When students see an option that is faster and less expensive, adoption doesn’t require universal agreement from higher education leaders.
It only requires enough institutions to offer it to shift the competitive conversation.
And we’re already seeing that innovation emerge.
At least one institution has taken a full portfolio-wide 90-credit transformation to market. And it almost certainly won’t be the last.
That’s an important distinction.
Higher education has a long history of isolated innovation. A new program here. A pilot there. An experiment that gains attention but never fundamentally changes the market.
This feels different.
When a single program adopts a new model, competitors can largely ignore it.
But when an institution transforms an entire portfolio? It signals something else.
It signals confidence.
It signals commitment.
And perhaps most importantly, it signals that the institution believes students will value the tradeoff.
Once that happens, the competitive conversation shifts.
The question stops being:
“Do we believe in 90-credit bachelor’s degrees?”
And becomes:
“Can we remain competitive without them?”
For highly selective institutions with powerful brands and more applicants than seats, the answer may still be yes.

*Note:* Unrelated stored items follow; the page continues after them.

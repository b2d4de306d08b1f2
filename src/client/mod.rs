//! Chat client: transcript state, persistence, relay calls, probing.
//!
//! Front-ends (the `symptom-chat` terminal binary, or any other UI) own one
//! [`ChatSession`] and drive it; the session is the only holder of transcript
//! and loading/connection state.

pub mod message;
pub mod probe;
pub mod relay_client;
pub mod render;
pub mod session;
pub mod store;

pub use message::{Message, Role};
pub use relay_client::{ClientError, ConnectionStatus, RelayApi, RelayClient};
pub use session::{ChatSession, PendingTurn};
pub use store::{FileTranscriptStore, MemoryTranscriptStore, TranscriptStore};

Institutions with extraordinary brand strength can often resist market pressures that others cannot. They can charge more. They can move slower. They can maintain structures that would be difficult for competitors to defend.
But for tuition-dependent institutions already competing aggressively for enrollment, it’s much less certain.
Because eventually prospective students will have a choice:
• A program that gets them to graduation faster and costs less
• And a program that doesn’t
At that point, even if our institutions are still wrapped up debating the innovation, the reality is that market expectations will have already shifted.
This is what many leaders may be underestimating.
Markets don’t require unanimous adoption.
They don’t require consensus.
They don’t require every institution to participate.
They simply require enough participation to reset expectations.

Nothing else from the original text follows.